PROBLEM DESCRIPTION = If a line in the entries below includes the string "Relaxed", copy it out.
..............................
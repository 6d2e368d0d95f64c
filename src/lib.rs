// Only allow lints that are either transitive-dependency noise or
// genuinely opinionated style choices that don't indicate real issues.
#![allow(
    // Transitive dependency version mismatches we can't control
    clippy::multiple_crate_versions,
    // module_name_repetitions is pure style preference (e.g. prompts::PromptDocument)
    clippy::module_name_repetitions
)]

//! # prompt-writer
//!
//! A terminal editor for collections of LLM prompts stored as a flat JSON
//! object of string values.
//!
//! prompt-writer offers:
//! - An ordered list of prompt keys with add and delete
//! - A text editor with a markdown toolbar that wraps the selection
//! - A live markdown preview of the highlighted prompt
//! - Copying a prompt as a JSON-safe string or as formatted text
//! - Saving to a timestamped file name
//!
//! ## Architecture
//!
//! prompt-writer uses The Elm Architecture (TEA) pattern:
//! - **Model**: Application state
//! - **Message**: Events and actions
//! - **Update**: Pure state transitions
//! - **View**: Render to terminal
//!
//! ## Modules
//!
//! - [`app`]: Main application loop and state
//! - [`prompts`]: The prompt document and its JSON format
//! - [`editor`]: Text buffer and markdown token insertion
//! - [`preview`]: Markdown rendering for the preview pane
//! - [`export`]: Timestamped saving and JSON-safe text
//! - [`clipboard`]: System clipboard access
//! - [`config`]: Persistent command-line defaults
//! - [`ui`]: Terminal UI components

pub mod app;
pub mod clipboard;
pub mod config;
pub mod editor;
pub mod error;
pub mod export;
pub mod preview;
pub mod prompts;
pub mod ui;

/// Re-export commonly used types
pub mod prelude {
    pub use crate::app::{App, Message, Model};
    pub use crate::error::PromptError;
    pub use crate::prompts::PromptDocument;
}
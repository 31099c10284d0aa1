//! Error types for the cyclic reader.
//!
//! This module provides:
//! - `ReaderError`: a single failure with the target (path or source id) it concerns
//! - `ErrorClass`: the coarse taxonomy callers branch on (open, empty file, scan)

use std::fmt;
use std::io;

use thiserror::Error;

/// Coarse classification of a [`ReaderError`].
#[derive(Debug, Clone, Copy, PartialEq, Eq)]
pub enum ErrorClass {
    /// The source could not be opened, or the reader was already closed
    Open,
    /// The source has no lines to hand out
    EmptyFile,
    /// An I/O error other than end-of-stream while scanning
    Scan,
}

impl fmt::Display for ErrorClass {
    fn fmt(&self, f: &mut fmt::Formatter<'_>) -> fmt::Result {
        match self {
            ErrorClass::Open => write!(f, "Open"),
            ErrorClass::EmptyFile => write!(f, "EmptyFile"),
            ErrorClass::Scan => write!(f, "Scan"),
        }
    }
}

#[derive(Debug, Error)]
pub enum ReaderError {
    /// The path could not be stat'd or opened.
    #[error("cannot open '{target}': {source}")]
    Open {
        target: String,
        #[source]
        source: io::Error,
    },

    /// The reader was closed before this call.
    #[error("reader for '{target}' is closed")]
    Closed { target: String },

    /// Zero bytes at open, or no line even after rewinding.
    #[error("file '{target}' is empty")]
    EmptyFile { target: String },

    #[error("error scanning '{target}': {source}")]
    Scan {
        target: String,
        #[source]
        source: io::Error,
    },
}

impl ReaderError {
    /// The taxonomy class of this error. `Closed` counts as an open-class misuse.
    pub fn class(&self) -> ErrorClass {
        match self {
            ReaderError::Open { .. } | ReaderError::Closed { .. } => ErrorClass::Open,
            ReaderError::EmptyFile { .. } => ErrorClass::EmptyFile,
            ReaderError::Scan { .. } => ErrorClass::Scan,
        }
    }

    /// Identifier of the file or source the error concerns.
    pub fn target(&self) -> &str {
        match self {
            ReaderError::Open { target, .. }
            | ReaderError::Closed { target }
            | ReaderError::EmptyFile { target }
            | ReaderError::Scan { target, .. } => target,
        }
    }

    pub(crate) fn open(target: impl Into<String>, source: io::Error) -> Self {
        ReaderError::Open {
            target: target.into(),
            source,
        }
    }

    pub(crate) fn scan(target: impl Into<String>, source: io::Error) -> Self {
        ReaderError::Scan {
            target: target.into(),
            source,
        }
    }
}

#[cfg(feature = "miette")]
mod miette_impl;

#[cfg(feature = "miette")]
pub use miette_impl::*;
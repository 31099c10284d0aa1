//! Async wrapper over the shared reader.

use std::io::{self, Read, Seek};
use std::sync::Arc;

use async_trait::async_trait;
use futures::Stream;
use futures::stream;

use crate::error::ReaderError;
use crate::handle::ReaderHandle;
use crate::split::Row;

/// Trait for async row sources.
#[async_trait]
pub trait AsyncRowProvider: Send + Sync {
    async fn next_row(&self, separator: &str) -> Result<Row, ReaderError>;
}

/// Async handle over one shared reader.
///
/// Each call runs on tokio's blocking pool and holds the reader's lock for
/// its whole duration, exactly like the synchronous [`ReaderHandle`].
#[derive(Debug)]
pub struct AsyncReaderHandle<R = std::fs::File> {
    inner: ReaderHandle<R>,
}

impl<R> Clone for AsyncReaderHandle<R> {
    fn clone(&self) -> Self {
        Self {
            inner: self.inner.clone(),
        }
    }
}

impl<R> From<ReaderHandle<R>> for AsyncReaderHandle<R> {
    fn from(inner: ReaderHandle<R>) -> Self {
        Self { inner }
    }
}

impl<R> AsyncReaderHandle<R>
where
    R: Read + Seek + Send + 'static,
{
    pub fn new(inner: ReaderHandle<R>) -> Self {
        Self { inner }
    }

    pub fn handle(&self) -> &ReaderHandle<R> {
        &self.inner
    }

    pub async fn get_line(&self, separator: &str) -> Result<Row, ReaderError> {
        let separator = separator.to_owned();
        self.blocking(move |handle| handle.get_line(&separator)).await
    }

    /// Close the shared reader for every clone of this handle.
    pub async fn close(&self) -> Result<(), ReaderError> {
        self.blocking(|handle| handle.close()).await
    }

    // Runs `f` on tokio's blocking pool, since it may wait on the reader's lock.
    async fn blocking<T, F>(&self, f: F) -> Result<T, ReaderError>
    where
        T: Send + 'static,
        F: FnOnce(&ReaderHandle<R>) -> Result<T, ReaderError> + Send + 'static,
    {
        let handle = self.inner.clone();
        let joined = tokio::task::spawn_blocking(move || f(&handle)).await;

        match joined {
            Ok(result) => result,
            Err(e) if e.is_panic() => std::panic::resume_unwind(e.into_panic()),
            Err(e) => Err(ReaderError::scan(
                self.inner.reader().id(),
                io::Error::new(io::ErrorKind::Interrupted, e.to_string()),
            )),
        }
    }

    /// An endless stream of rows. It ends only after yielding the first error.
    pub fn rows(
        &self,
        separator: &str,
    ) -> impl Stream<Item = Result<Row, ReaderError>> + Send + use<R> {
        let state = (self.clone(), Arc::<str>::from(separator), false);
        stream::unfold(state, |(handle, separator, failed)| async move {
            if failed {
                return None;
            }
            let row = handle.get_line(&separator).await;
            let failed = row.is_err();
            Some((row, (handle, separator, failed)))
        })
    }
}

#[async_trait]
impl<R> AsyncRowProvider for AsyncReaderHandle<R>
where
    R: Read + Seek + Send + 'static,
{
    async fn next_row(&self, separator: &str) -> Result<Row, ReaderError> {
        self.get_line(separator).await
    }
}
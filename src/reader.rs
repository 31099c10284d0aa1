//! The cyclic, concurrency-safe line reader.

use std::fmt;
use std::fs::File;
use std::path::Path;
use std::sync::atomic::{AtomicU64, Ordering};
use std::sync::{Mutex, MutexGuard, PoisonError};

use log::debug;

use crate::config::ReaderOptions;
use crate::error::ReaderError;
use crate::io::{FileSource, LineCursor, Scan, SourceProvider};
use crate::split::{Row, split_fields};

/// Anything that hands out rows on demand.
pub trait RowProvider: Send + Sync {
    /// Draw the next row, splitting the line on `separator`.
    fn next_row(&self, separator: &str) -> Result<Row, ReaderError>;
}

/// Hands out successive lines of one source to any number of callers,
/// starting over from the first line once the source is exhausted.
///
/// A whole `get_line` call (scan, rewind if needed, re-scan, split) runs
/// under one lock, so every line goes to exactly one caller and no caller
/// sees a half-finished rewind. The reader owns its handle until
/// [`close`](CyclicReader::close) is called.
pub struct CyclicReader<R> {
    id: String,
    cursor: Mutex<Option<LineCursor<R>>>,
    rewinds: AtomicU64,
}

impl CyclicReader<File> {
    /// Open the file at `path` with default options.
    pub fn open(path: impl AsRef<Path>) -> Result<Self, ReaderError> {
        Self::open_with_options(path, ReaderOptions::default())
    }

    pub fn open_with_options(
        path: impl AsRef<Path>,
        options: ReaderOptions,
    ) -> Result<Self, ReaderError> {
        Self::from_source_with_options(&FileSource::new(path.as_ref()), options)
    }
}

impl<R: std::io::Read + std::io::Seek> CyclicReader<R> {
    /// Validate and open `source`.
    pub fn from_source<S>(source: &S) -> Result<Self, ReaderError>
    where
        S: SourceProvider<Handle = R>,
    {
        Self::from_source_with_options(source, ReaderOptions::default())
    }

    pub fn from_source_with_options<S>(
        source: &S,
        options: ReaderOptions,
    ) -> Result<Self, ReaderError>
    where
        S: SourceProvider<Handle = R>,
    {
        let handle = source.open()?;
        Ok(Self::from_handle(source.id(), handle, options))
    }

    /// Wrap an already opened handle. The caller is responsible for having
    /// checked that it is non-empty.
    pub fn from_handle(id: impl Into<String>, handle: R, options: ReaderOptions) -> Self {
        Self {
            id: id.into(),
            cursor: Mutex::new(Some(LineCursor::with_options(handle, options))),
            rewinds: AtomicU64::new(0),
        }
    }

    /// Identifier of the underlying source (the path for files).
    pub fn id(&self) -> &str {
        &self.id
    }

    /// Number of times the reader has wrapped around to the first line.
    pub fn rewinds(&self) -> u64 {
        self.rewinds.load(Ordering::Relaxed)
    }

    pub fn is_closed(&self) -> bool {
        self.lock().is_none()
    }

    /// Return the next line split on `separator`, wrapping around at the end.
    ///
    /// Fails with [`ReaderError::Closed`] after [`close`](Self::close), with
    /// [`ReaderError::Scan`] on an I/O error, and with
    /// [`ReaderError::EmptyFile`] when no line can be read even right after
    /// rewinding.
    pub fn get_line(&self, separator: &str) -> Result<Row, ReaderError> {
        let mut slot = self.lock();
        let cursor = slot.take().ok_or_else(|| self.closed())?;
        let (cursor, line) = self.advance(cursor);
        *slot = Some(cursor);
        Ok(split_fields(&line?, separator))
    }

    /// Release the handle. Later calls fail with [`ReaderError::Closed`],
    /// including a second `close`.
    pub fn close(&self) -> Result<(), ReaderError> {
        let cursor = self.lock().take().ok_or_else(|| self.closed())?;
        drop(cursor.into_inner());
        debug!("closed '{}'", self.id);
        Ok(())
    }

    fn advance(&self, mut cursor: LineCursor<R>) -> (LineCursor<R>, Result<String, ReaderError>) {
        match cursor.scan_next() {
            Ok(Scan::Line(line)) => return (cursor, Ok(line)),
            Ok(Scan::Exhausted) => {}
            Err(e) => return (cursor, Err(ReaderError::scan(&self.id, e))),
        }

        let mut cursor = match cursor.rewind() {
            Ok(cursor) => cursor,
            Err(e) => {
                let (cursor, e) = e.into_parts();
                return (cursor, Err(ReaderError::scan(&self.id, e)));
            }
        };
        let n = self.rewinds.fetch_add(1, Ordering::Relaxed) + 1;
        debug!("rewound '{}' (wraparound #{})", self.id, n);

        let line = match cursor.scan_next() {
            Ok(Scan::Line(line)) => Ok(line),
            Ok(Scan::Exhausted) => Err(ReaderError::EmptyFile {
                target: self.id.clone(),
            }),
            Err(e) => Err(ReaderError::scan(&self.id, e)),
        };
        (cursor, line)
    }

    fn closed(&self) -> ReaderError {
        ReaderError::Closed {
            target: self.id.clone(),
        }
    }
}

impl<R> CyclicReader<R> {
    // The cursor is out of its slot only while `advance` runs, which
    // reports every failure as a value, so a poisoned lock still guards a
    // consistent slot.
    fn lock(&self) -> MutexGuard<'_, Option<LineCursor<R>>> {
        self.cursor.lock().unwrap_or_else(PoisonError::into_inner)
    }
}

impl<R> fmt::Debug for CyclicReader<R> {
    fn fmt(&self, f: &mut fmt::Formatter<'_>) -> fmt::Result {
        f.debug_struct("CyclicReader")
            .field("id", &self.id)
            .field("rewinds", &self.rewinds.load(Ordering::Relaxed))
            .finish()
    }
}

impl<R> RowProvider for CyclicReader<R>
where
    R: std::io::Read + std::io::Seek + Send,
{
    fn next_row(&self, separator: &str) -> Result<Row, ReaderError> {
        self.get_line(separator)
    }
}
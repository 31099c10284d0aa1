//! IO module tests.

mod opener_tests;
//! Miette integration for pretty error reporting.

use miette::{Diagnostic, Severity};
use thiserror::Error;

use super::{ErrorClass, ReaderError};

/// A diagnostic wrapper for reader errors compatible with miette.
#[derive(Debug, Error, Diagnostic)]
#[error("{message}")]
pub struct ReaderDiagnostic {
    /// The error message
    pub message: String,

    #[source]
    /// The underlying error
    pub source: Option<Box<dyn std::error::Error + Send + Sync>>,

    #[help]
    /// Help text for the user
    pub help: Option<String>,

    #[diagnostic(severity)]
    pub severity: Severity,
}

fn help_for(class: ErrorClass) -> &'static str {
    match class {
        ErrorClass::Open => "Check that the file exists, is readable, and the reader was not closed",
        ErrorClass::EmptyFile => "The data file must contain at least one line",
        ErrorClass::Scan => "The data file may be corrupted, not UTF-8, or contain an over-long line",
    }
}

impl From<ReaderError> for ReaderDiagnostic {
    fn from(e: ReaderError) -> Self {
        let class = e.class();
        ReaderDiagnostic {
            message: format!("[{}] on '{}'", class, e.target()),
            help: Some(help_for(class).into()),
            source: Some(Box::new(e)),
            severity: Severity::Error,
        }
    }
}

impl From<ReaderError> for miette::Report {
    fn from(e: ReaderError) -> Self {
        miette::Report::new(ReaderDiagnostic::from(e))
    }
}
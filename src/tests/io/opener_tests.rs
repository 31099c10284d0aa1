//! Tests for the validating file opener.

use std::io::Read;

use crate::error::{ErrorClass, ReaderError};
use crate::io::{FileSource, SourceProvider, open_file};
use crate::tests::support::data_file;

#[test]
fn open_file_reads_from_start() {
    let (_dir, path) = data_file("a,b\n");

    let mut file = open_file(&path).expect("open");
    let mut buf = String::new();
    file.read_to_string(&mut buf).unwrap();

    assert_eq!(buf, "a,b\n");
}

#[test]
fn open_file_missing_path_is_open_error() {
    let dir = tempfile::tempdir().unwrap();
    let path = dir.path().join("missing.csv");

    let err = open_file(&path).unwrap_err();
    assert_eq!(err.class(), ErrorClass::Open);
    match err {
        ReaderError::Open { target, source } => {
            assert_eq!(target, path.to_string_lossy());
            assert_eq!(source.kind(), std::io::ErrorKind::NotFound);
        }
        other => panic!("expected Open, got {other:?}"),
    }
}

#[test]
fn open_file_zero_bytes_is_empty_file() {
    let (_dir, path) = data_file("");

    let err = open_file(&path).unwrap_err();
    assert!(matches!(err, ReaderError::EmptyFile { .. }));
}

#[test]
fn open_file_directory_is_open_error() {
    let dir = tempfile::tempdir().unwrap();

    let err = open_file(dir.path()).unwrap_err();
    assert_eq!(err.class(), ErrorClass::Open);
}

#[test]
fn file_source_uses_path_as_id() {
    let (_dir, path) = data_file("x\n");
    let src = FileSource::new(&path);

    assert_eq!(src.id(), path.to_string_lossy());
    assert_eq!(src.path(), path.as_path());
    assert!(src.open().is_ok());
}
..............................
SOLUTION FOR THIS TASK =
        self.rewinds.load(Ordering::Relaxed)
        let n = self.rewinds.fetch_add(1, Ordering::Relaxed) + 1;
            .field("rewinds", &self.rewinds.load(Ordering::Relaxed))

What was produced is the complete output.